Segment Start: Working data

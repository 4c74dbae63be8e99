pub mod oscillator;
pub mod presets;

pub use oscillator::{
    synthesize, synthesize_with_rng, Lfo, LfoTarget, MultiOscillatorParams, OscillatorLayer, Waveform,
};
pub use presets::Preset;

use crate::audio::wav;
use crate::error::WavError;
use crate::shared::SAMPLE_RATE;

// Synthesizes `params` and encodes the result as a mono PCM16 WAV.
pub fn synthesize_to_wav(params: &MultiOscillatorParams) -> Result<Vec<u8>, WavError> {
    wav::encode_mono(&synthesize(params), SAMPLE_RATE)
}
use crate::shared::clamp_bpm;

pub const MAX_SLICES: usize = 64;

// shorter leftovers at the end are folded into the previous slice
const MIN_SLICE_MS: f64 = 1.0;

// Length of one slice in milliseconds at `bpm`.
pub fn slice_ms(bpm: f64, beats_per_slice: f64) -> f64 {
    60_000.0 / clamp_bpm(bpm) * beats_per_slice
}

// Splits `[0, duration_ms)` into consecutive beat-aligned trim regions.
//
// A bad `beats_per_slice` yields the whole sample as one region.
pub fn chop_regions(duration_ms: f64, bpm: f64, beats_per_slice: f64) -> Vec<(f64, f64)> {
    if !duration_ms.is_finite() || duration_ms <= 0.0 {
        return Vec::new();
    }
    if !beats_per_slice.is_finite() || beats_per_slice <= 0.0 {
        return vec![(0.0, duration_ms)];
    }
    let len = slice_ms(bpm, beats_per_slice);

    let mut regions = Vec::new();
    let mut start = 0.0;
    while start < duration_ms && regions.len() < MAX_SLICES {
        let end = (start + len).min(duration_ms);
        regions.push((start, end));
        start = end;
    }
    let n = regions.len();
    if n >= 2 && regions[n - 1].1 - regions[n - 1].0 < MIN_SLICE_MS {
        regions[n - 2].1 = regions[n - 1].1;
        regions.pop();
    }
    regions
}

Segment End: Working data

Problem details:
Scan the material line by line and report each one that contains "MultiOscillatorParams".

Output:
    synthesize, synthesize_with_rng, Lfo, LfoTarget, MultiOscillatorParams, OscillatorLayer, Waveform,
pub fn synthesize_to_wav(params: &MultiOscillatorParams) -> Result<Vec<u8>, WavError> {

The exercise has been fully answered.